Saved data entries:
=== Section Start ===

//! Global `tracing` subscriber

use crate::config::settings::{LogFormat, LoggingSettings};
use tracing_subscriber::{EnvFilter, fmt, layer::SubscriberExt, util::SubscriberInitExt};

/// Filter from `RUST_LOG`, falling back to the configured level
pub fn env_filter(settings: &LoggingSettings) -> EnvFilter {
	EnvFilter::try_from_default_env().unwrap_or_else(|_| EnvFilter::new(&settings.level))
}

/// Install the global subscriber; fails if one is already installed
pub fn init(settings: &LoggingSettings) -> anyhow::Result<()> {
	let registry = tracing_subscriber::registry().with(env_filter(settings));

	match settings.format {
		LogFormat::Fmt => registry.with(fmt::layer().with_target(true)).try_init()?,
		LogFormat::Pretty => registry.with(fmt::layer().pretty()).try_init()?,
		LogFormat::Json => registry
			.with(fmt::layer().json().with_current_span(true))
			.try_init()?,
	}

	tracing::debug!(format = ?settings.format, level = %settings.level, "logging initialized");
	Ok(())
}
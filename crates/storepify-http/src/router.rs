//! Path routing with includes, namespaces and named-route reversal
//!
//! Patterns are `/`-separated segments; `{name}` captures any non-empty
//! segment and `{name:int}` captures an unsigned integer. A trailing slash
//! is significant, and requests for a path missing only its trailing slash
//! are redirected to the slashed path.
//!
//! Routers nest with [`Router::include`]: the prefix is stripped and the
//! remainder is resolved by the included router. Entries are tried in the
//! order they were added, so two routers may share a prefix.

use crate::{Error, Handler, Request, Response, Result};
use async_trait::async_trait;
use hyper::Method;
use percent_encoding::{AsciiSet, NON_ALPHANUMERIC, utf8_percent_encode};
use std::collections::HashMap;
use std::sync::Arc;

const SEGMENT: &AsciiSet = &NON_ALPHANUMERIC
	.remove(b'-')
	.remove(b'_')
	.remove(b'.')
	.remove(b'~');

#[derive(Debug, Clone, PartialEq)]
enum Segment {
	Literal(String),
	Param { name: String, int: bool },
}

/// A parsed route pattern such as `/{app}/{model}/{id:int}/change/`
#[derive(Debug, Clone, PartialEq)]
pub struct PathPattern {
	raw: String,
	segments: Vec<Segment>,
}

impl PathPattern {
	/// Parse a pattern
	///
	/// # Examples
	///
	/// ```
	/// use storepify_http::PathPattern;
	///
	/// let pattern = PathPattern::parse("/products/{id:int}/").unwrap();
	/// let params = pattern.matches("/products/42/").unwrap();
	/// assert_eq!(params.get("id").map(String::as_str), Some("42"));
	/// assert!(pattern.matches("/products/abc/").is_none());
	/// ```
	pub fn parse(pattern: &str) -> Result<Self> {
		if !pattern.starts_with('/') {
			return Err(Error::Internal(format!(
				"route pattern '{}' must start with '/'",
				pattern
			)));
		}

		let mut segments = Vec::new();
		for part in pattern[1..].split('/') {
			if let Some(inner) = part.strip_prefix('{') {
				let inner = inner.strip_suffix('}').ok_or_else(|| {
					Error::Internal(format!("unclosed parameter in pattern '{}'", pattern))
				})?;
				let (name, int) = match inner.split_once(':') {
					Some((name, "int")) => (name, true),
					Some((_, kind)) => {
						return Err(Error::Internal(format!(
							"unknown parameter type '{}' in pattern '{}'",
							kind, pattern
						)));
					}
					None => (inner, false),
				};
				if name.is_empty() {
					return Err(Error::Internal(format!(
						"empty parameter name in pattern '{}'",
						pattern
					)));
				}
				segments.push(Segment::Param {
					name: name.to_string(),
					int,
				});
			} else if part.contains('{') || part.contains('}') {
				return Err(Error::Internal(format!(
					"parameters must span a whole segment in pattern '{}'",
					pattern
				)));
			} else {
				segments.push(Segment::Literal(part.to_string()));
			}
		}

		Ok(Self {
			raw: pattern.to_string(),
			segments,
		})
	}

	/// The pattern as written
	pub fn as_str(&self) -> &str {
		&self.raw
	}

	/// Match `path`, returning captured parameters
	pub fn matches(&self, path: &str) -> Option<HashMap<String, String>> {
		let parts: Vec<&str> = path.strip_prefix('/')?.split('/').collect();
		if parts.len() != self.segments.len() {
			return None;
		}

		let mut params = HashMap::new();
		for (segment, part) in self.segments.iter().zip(parts) {
			match segment {
				Segment::Literal(literal) => {
					if literal != part {
						return None;
					}
				}
				Segment::Param { name, int } => {
					if part.is_empty() || (*int && !part.bytes().all(|b| b.is_ascii_digit())) {
						return None;
					}
					let value = percent_encoding::percent_decode_str(part)
						.decode_utf8()
						.ok()?
						.into_owned();
					params.insert(name.clone(), value);
				}
			}
		}
		Some(params)
	}

	/// Build a path from parameter values
	pub fn reverse(&self, params: &HashMap<&str, String>) -> Result<String> {
		let mut path = String::new();
		for segment in &self.segments {
			path.push('/');
			match segment {
				Segment::Literal(literal) => path.push_str(literal),
				Segment::Param { name, int } => {
					let value = params.get(name.as_str()).ok_or_else(|| {
						Error::Internal(format!(
							"missing parameter '{}' reversing '{}'",
							name, self.raw
						))
					})?;
					if value.is_empty() || (*int && !value.bytes().all(|b| b.is_ascii_digit())) {
						return Err(Error::Internal(format!(
							"invalid value '{}' for parameter '{}'",
							value, name
						)));
					}
					path.extend(utf8_percent_encode(value, SEGMENT));
				}
			}
		}
		Ok(path)
	}
}

struct Route {
	pattern: PathPattern,
	methods: Vec<Method>,
	name: Option<String>,
	handler: Arc<dyn Handler>,
}

enum Entry {
	Route(Route),
	Include { prefix: String, router: Router },
}

enum Resolution {
	Found {
		handler: Arc<dyn Handler>,
		params: HashMap<String, String>,
	},
	WrongMethod(Vec<Method>),
	Missing,
}

/// Ordered table of routes and included sub-routers
#[derive(Default)]
pub struct Router {
	namespace: Option<String>,
	entries: Vec<Entry>,
}

impl Router {
	pub fn new() -> Self {
		Self::default()
	}

	/// Namespace used when reversing route names (`namespace:name`)
	pub fn with_namespace(mut self, namespace: impl Into<String>) -> Self {
		self.namespace = Some(namespace.into());
		self
	}

	/// Add a route answering the given methods
	///
	/// # Panics
	///
	/// Panics if `pattern` is not a valid route pattern.
	pub fn route(
		mut self,
		pattern: &str,
		methods: &[Method],
		name: Option<&str>,
		handler: Arc<dyn Handler>,
	) -> Self {
		let pattern = PathPattern::parse(pattern)
			.unwrap_or_else(|e| panic!("invalid route pattern: {}", e));
		self.entries.push(Entry::Route(Route {
			pattern,
			methods: methods.to_vec(),
			name: name.map(str::to_string),
			handler,
		}));
		self
	}

	/// Add a named `GET` route
	pub fn get(self, pattern: &str, name: &str, handler: Arc<dyn Handler>) -> Self {
		self.route(pattern, &[Method::GET, Method::HEAD], Some(name), handler)
	}

	/// Add a named `POST` route
	pub fn post(self, pattern: &str, name: &str, handler: Arc<dyn Handler>) -> Self {
		self.route(pattern, &[Method::POST], Some(name), handler)
	}

	/// Mount `router` under `prefix` (for example `/admin`)
	///
	/// # Examples
	///
	/// ```
	/// use storepify_http::{Request, Response, Router, handler_fn};
	///
	/// let store = Router::new().with_namespace("store").get(
	/// 	"/products/",
	/// 	"product_list",
	/// 	handler_fn(|_req: Request| async { Ok(Response::ok()) }),
	/// );
	/// let root = Router::new().include("/store", store);
	///
	/// assert_eq!(root.reverse("store:product_list", &[]).unwrap(), "/store/products/");
	/// ```
	pub fn include(mut self, prefix: &str, router: Router) -> Self {
		self.entries.push(Entry::Include {
			prefix: prefix.trim_end_matches('/').to_string(),
			router,
		});
		self
	}

	fn resolve(&self, method: &Method, path: &str) -> Resolution {
		let mut allowed = Vec::new();

		for entry in &self.entries {
			match entry {
				Entry::Route(route) => {
					if let Some(params) = route.pattern.matches(path) {
						if route.methods.contains(method) {
							return Resolution::Found {
								handler: route.handler.clone(),
								params,
							};
						}
						allowed.extend(route.methods.iter().cloned());
					}
				}
				Entry::Include { prefix, router } => {
					let Some(rest) = path.strip_prefix(prefix.as_str()) else {
						continue;
					};
					if !rest.is_empty() && !rest.starts_with('/') {
						continue;
					}
					let rest = if rest.is_empty() { "/" } else { rest };
					match router.resolve(method, rest) {
						found @ Resolution::Found { .. } => return found,
						Resolution::WrongMethod(methods) => allowed.extend(methods),
						Resolution::Missing => {}
					}
				}
			}
		}

		if allowed.is_empty() {
			Resolution::Missing
		} else {
			Resolution::WrongMethod(allowed)
		}
	}

	/// Build the path of a named route
	///
	/// `name` is the colon-separated namespace path followed by the route
	/// name, e.g. `auth:jwt_create`.
	pub fn reverse(&self, name: &str, params: &[(&str, &str)]) -> Result<String> {
		let params: HashMap<&str, String> = params
			.iter()
			.map(|(key, value)| (*key, value.to_string()))
			.collect();
		let wanted: Vec<&str> = name.split(':').collect();

		let (prefix, pattern) = self
			.find_named(&wanted, "")
			.ok_or_else(|| Error::Internal(format!("no route named '{}'", name)))?;
		Ok(format!("{}{}", prefix, pattern.reverse(&params)?))
	}

	fn find_named<'a>(
		&'a self,
		wanted: &[&str],
		prefix: &str,
	) -> Option<(String, &'a PathPattern)> {
		let wanted = match &self.namespace {
			Some(namespace) => match wanted.split_first() {
				Some((first, rest)) if first == namespace => rest,
				_ => return None,
			},
			None => wanted,
		};

		for entry in &self.entries {
			match entry {
				Entry::Route(route) => {
					if let [name] = wanted
						&& route.name.as_deref() == Some(*name)
					{
						return Some((prefix.to_string(), &route.pattern));
					}
				}
				Entry::Include {
					prefix: sub_prefix,
					router,
				} => {
					let nested = format!("{}{}", prefix, sub_prefix);
					if let Some(found) = router.find_named(wanted, &nested) {
						return Some(found);
					}
				}
			}
		}
		None
	}
}

#[async_trait]
impl Handler for Router {
	async fn handle(&self, mut request: Request) -> Result<Response> {
		let path = request.path().to_string();
		match self.resolve(&request.method, &path) {
			Resolution::Found { handler, params } => {
				for (name, value) in params {
					request.set_path_param(name, value);
				}
				handler.handle(request).await
			}
			Resolution::WrongMethod(allowed) => {
				let allowed: Vec<&str> = allowed.iter().map(Method::as_str).collect();
				Err(Error::MethodNotAllowed(format!(
					"{} {} (allowed: {})",
					request.method,
					path,
					allowed.join(", ")
				)))
			}
			Resolution::Missing => {
				if !path.ends_with('/')
					&& matches!(request.method, Method::GET | Method::HEAD)
					&& !matches!(
						self.resolve(&request.method, &format!("{}/", path)),
						Resolution::Missing
					) {
					let location = match request.query_string() {
						Some(query) => format!("{}/?{}", path, query),
						None => format!("{}/", path),
					};
					return Ok(Response::permanent_redirect(&location));
				}
				Err(Error::NotFound(path))
			}
		}
	}
}
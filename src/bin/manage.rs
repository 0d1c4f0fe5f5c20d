//! Storepify management commands

use anyhow::Context;
use clap::{Parser, Subcommand};
use std::net::SocketAddr;
use std::time::Duration;
use storepify::apps::accounts::models::create_superuser;
use storepify::apps::store::StoreModels;
use storepify::config::settings::{Settings, get_settings};
use storepify::config::{logging, urls};
use storepify::MIGRATOR;
use storepify_db::Database;
use storepify_http::{HttpServer, ShutdownCoordinator};

const PASSWORD_VAR: &str = "STOREPIFY_SUPERUSER_PASSWORD";

#[derive(Debug, Parser)]
#[command(name = "manage")]
#[command(about = "Storepify management interface", long_about = None)]
#[command(version)]
struct Cli {
	#[command(subcommand)]
	command: Commands,
}

#[derive(Debug, Subcommand)]
enum Commands {
	/// Apply migrations and serve the application
	Runserver {
		/// Address to bind, defaults to `bind_address` from settings
		#[arg(long, value_name = "ADDR")]
		addr: Option<SocketAddr>,
	},

	/// Apply database migrations
	Migrate,

	/// Create an active staff user
	Createsuperuser {
		#[arg(long, value_name = "USERNAME")]
		username: String,

		#[arg(long, value_name = "EMAIL", default_value = "")]
		email: String,

		/// Falls back to STOREPIFY_SUPERUSER_PASSWORD
		#[arg(long, value_name = "PASSWORD")]
		password: Option<String>,
	},

	/// Run system checks without starting the server
	Check,
}

async fn connect(settings: &Settings) -> anyhow::Result<Database> {
	let db = Database::connect(&settings.database.url, settings.database.max_connections)
		.await
		.with_context(|| format!("cannot open database {}", settings.database.url))?;
	db.run_migrations(&MIGRATOR).await.context("migration failed")?;
	Ok(db)
}

async fn runserver(settings: Settings, addr: Option<SocketAddr>) -> anyhow::Result<()> {
	let addr = match addr {
		Some(addr) => addr,
		None => settings
			.bind_address
			.parse()
			.with_context(|| format!("invalid bind_address '{}'", settings.bind_address))?,
	};
	let db = connect(&settings).await?;
	let app = urls::build_application(&settings, db)?;
	if settings.debug {
		tracing::warn!("debug mode is on; do not use this configuration in production");
	}

	let coordinator = ShutdownCoordinator::new(Duration::from_secs(10));
	coordinator.shutdown_on_ctrl_c();
	HttpServer::new(app.handler())
		.listen_with_shutdown(addr, coordinator)
		.await
		.context("server error")?;
	Ok(())
}

#[tokio::main]
async fn main() -> anyhow::Result<()> {
	let cli = Cli::parse();
	let settings = get_settings().context("failed to load settings")?;
	logging::init(&settings.logging)?;

	match cli.command {
		Commands::Runserver { addr } => runserver(settings, addr).await?,
		Commands::Migrate => {
			connect(&settings).await?;
			println!("Migrations applied.");
		}
		Commands::Createsuperuser {
			username,
			email,
			password,
		} => {
			let password = match password {
				Some(password) => password,
				None => std::env::var(PASSWORD_VAR)
					.with_context(|| format!("pass --password or set {PASSWORD_VAR}"))?,
			};
			let db = connect(&settings).await?;
			let user = create_superuser(&db, &username, &email, &password)
				.await
				.map_err(|e| match e {
					storepify::apps::accounts::AuthError::Validation(errors) => {
						anyhow::anyhow!("invalid superuser: {}", serde_json::Value::Object(errors))
					}
					other => other.into(),
				})?;
			println!("Superuser '{}' created.", user.username);
		}
		Commands::Check => {
			urls::build_admin_site(&StoreModels::new(), &settings)?;
			println!("System check identified no issues.");
		}
	}
	Ok(())
}
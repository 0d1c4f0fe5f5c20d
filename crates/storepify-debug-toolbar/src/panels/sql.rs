//! SQL panel: totals, duplicates, slow statements and N+1 hints

use crate::context::{ToolbarContext, millis};
use crate::error::ToolbarResult;
use crate::panels::{Panel, PanelStats};
use crate::utils::sql_normalization::{detect_n_plus_one, normalize_sql, shape_counts};
use async_trait::async_trait;

pub struct SqlPanel {
	warning_threshold_ms: u64,
	n_plus_one_threshold: usize,
}

impl SqlPanel {
	pub fn new(warning_threshold_ms: u64, n_plus_one_threshold: usize) -> Self {
		Self {
			warning_threshold_ms,
			n_plus_one_threshold,
		}
	}
}

impl Default for SqlPanel {
	fn default() -> Self {
		Self::new(100, 3)
	}
}

#[async_trait]
impl Panel for SqlPanel {
	fn id(&self) -> &'static str {
		"sql"
	}

	fn name(&self) -> &'static str {
		"SQL"
	}

	fn priority(&self) -> i32 {
		90
	}

	async fn generate_stats(&self, ctx: &ToolbarContext) -> ToolbarResult<PanelStats> {
		let queries = &ctx.queries;
		let total_time = millis(ctx.sql_time());

		let counts = shape_counts(queries);
		let duplicate_count = counts.values().filter(|&&count| count > 1).count();
		let n_plus_one = detect_n_plus_one(queries, self.n_plus_one_threshold);
		let threshold = self.warning_threshold_ms as u128;

		let mut slow_count = 0;
		let queries_data: Vec<serde_json::Value> = queries
			.iter()
			.enumerate()
			.map(|(index, query)| {
				let normalized = normalize_sql(&query.sql);
				let is_slow = query.duration.as_millis() >= threshold;
				if is_slow {
					slow_count += 1;
				}
				serde_json::json!({
					"index": index,
					"sql": query.sql,
					"duration_ms": millis(query.duration),
					"is_duplicate": counts.get(&normalized).is_some_and(|&c| c > 1),
					"is_slow": is_slow,
					"is_n_plus_one": n_plus_one.contains(&normalized),
					"normalized": normalized,
				})
			})
			.collect();

		Ok(PanelStats {
			panel_id: self.id().to_string(),
			panel_name: self.name().to_string(),
			summary: format!("{} queries in {:.2}ms", queries.len(), total_time),
			data: serde_json::json!({
				"total_queries": queries.len(),
				"total_time_ms": total_time,
				"duplicate_count": duplicate_count,
				"slow_queries_count": slow_count,
				"n_plus_one_count": n_plus_one.len(),
				"n_plus_one_patterns": n_plus_one,
				"warning_threshold_ms": self.warning_threshold_ms,
				"queries": queries_data,
			}),
		})
	}
}

#[cfg(test)]
mod tests {
	use super::*;
	use crate::context::RequestInfo;
	use chrono::Utc;
	use rstest::*;
	use std::time::Duration;
	use storepify_db::capture::CapturedQuery;

	fn context(queries: Vec<(String, u64)>) -> ToolbarContext {
		ToolbarContext {
			id: 1,
			request: RequestInfo {
				method: "GET".into(),
				path: "/admin/store/order/".into(),
				query: None,
				headers: vec![],
				client_ip: "127.0.0.1".into(),
				timestamp: Utc::now(),
			},
			status: 200,
			duration: Duration::from_millis(300),
			queries: queries
				.into_iter()
				.map(|(sql, ms)| CapturedQuery {
					sql,
					duration: Duration::from_millis(ms),
				})
				.collect(),
		}
	}

	#[rstest]
	#[tokio::test]
	async fn test_duplicates_and_slow_queries() {
		let ctx = context(vec![
			("SELECT * FROM store_product WHERE id = 1".into(), 50),
			("SELECT * FROM store_product WHERE id = 2".into(), 150),
			("SELECT COUNT(*) FROM store_product".into(), 30),
		]);

		let stats = SqlPanel::default().generate_stats(&ctx).await.unwrap();

		assert_eq!(stats.panel_id, "sql");
		assert_eq!(stats.data["total_queries"], 3);
		assert_eq!(stats.data["duplicate_count"], 1);
		assert_eq!(stats.data["slow_queries_count"], 1);
		assert_eq!(stats.data["n_plus_one_count"], 0);
		assert_eq!(stats.data["queries"][1]["is_slow"], true);
		assert_eq!(stats.data["queries"][2]["is_duplicate"], false);
		assert_eq!(stats.summary, "3 queries in 230.00ms");
	}

	#[rstest]
	#[tokio::test]
	async fn test_n_plus_one_hint() {
		let mut queries = vec![("SELECT * FROM store_order".to_string(), 5)];
		queries.extend((1..=5).map(|id| {
			(
				format!("SELECT * FROM store_customer WHERE id = {}", id),
				1,
			)
		}));

		let stats = SqlPanel::default()
			.generate_stats(&context(queries))
			.await
			.unwrap();

		assert_eq!(stats.data["n_plus_one_count"], 1);
		assert_eq!(stats.data["queries"][0]["is_n_plus_one"], false);
		assert_eq!(stats.data["queries"][4]["is_n_plus_one"], true);
	}
}
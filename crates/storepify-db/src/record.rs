//! Dynamic rows
//!
//! A [`Record`] maps column names to JSON values so that generic code (the
//! admin change list, autocomplete) can work with any table. SQLite reports
//! the storage class of each value, which decides the JSON type.

use crate::{DbError, DbResult};
use serde_json::Value;
use sqlx::sqlite::SqliteRow;
use sqlx::{Column, Row, TypeInfo, ValueRef};

/// Column name → value
pub type Record = serde_json::Map<String, Value>;

/// Convert one result row into a [`Record`]
pub fn row_to_record(row: &SqliteRow) -> DbResult<Record> {
	let mut record = Record::new();

	for column in row.columns() {
		let index = column.ordinal();
		let raw = row.try_get_raw(index)?;

		let value = if raw.is_null() {
			Value::Null
		} else {
			let storage = raw.type_info().name().to_ascii_uppercase();
			match storage.as_str() {
				"INTEGER" | "BOOLEAN" => Value::from(row.try_get::<i64, _>(index)?),
				"REAL" | "NUMERIC" => Value::from(row.try_get::<f64, _>(index)?),
				"TEXT" | "DATE" | "TIME" | "DATETIME" => {
					Value::String(row.try_get::<String, _>(index)?)
				}
				"BLOB" => {
					let bytes: Vec<u8> = row.try_get(index)?;
					Value::String(String::from_utf8_lossy(&bytes).into_owned())
				}
				other => {
					return Err(DbError::Decode {
						column: column.name().to_string(),
						message: format!("unsupported storage class {}", other),
					});
				}
			}
		};

		record.insert(column.name().to_string(), value);
	}

	Ok(record)
}

/// Read an integer column from a record
pub fn get_i64(record: &Record, column: &str) -> DbResult<i64> {
	record
		.get(column)
		.and_then(Value::as_i64)
		.ok_or_else(|| DbError::Decode {
			column: column.to_string(),
			message: "expected an integer".into(),
		})
}
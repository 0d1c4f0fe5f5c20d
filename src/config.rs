//! Project configuration: settings, logging and the root route table

pub mod logging;
pub mod settings;
pub mod sources;
pub mod urls;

=== Section End ===

- Requirement -
Pull out every line of the records that includes the string "connect".

- Result for this exercise -
async fn connect(settings: &Settings) -> anyhow::Result<Database> {
	let db = Database::connect(&settings.database.url, settings.database.max_connections)
	let db = connect(&settings).await?;
			connect(&settings).await?;
			let db = connect(&settings).await?;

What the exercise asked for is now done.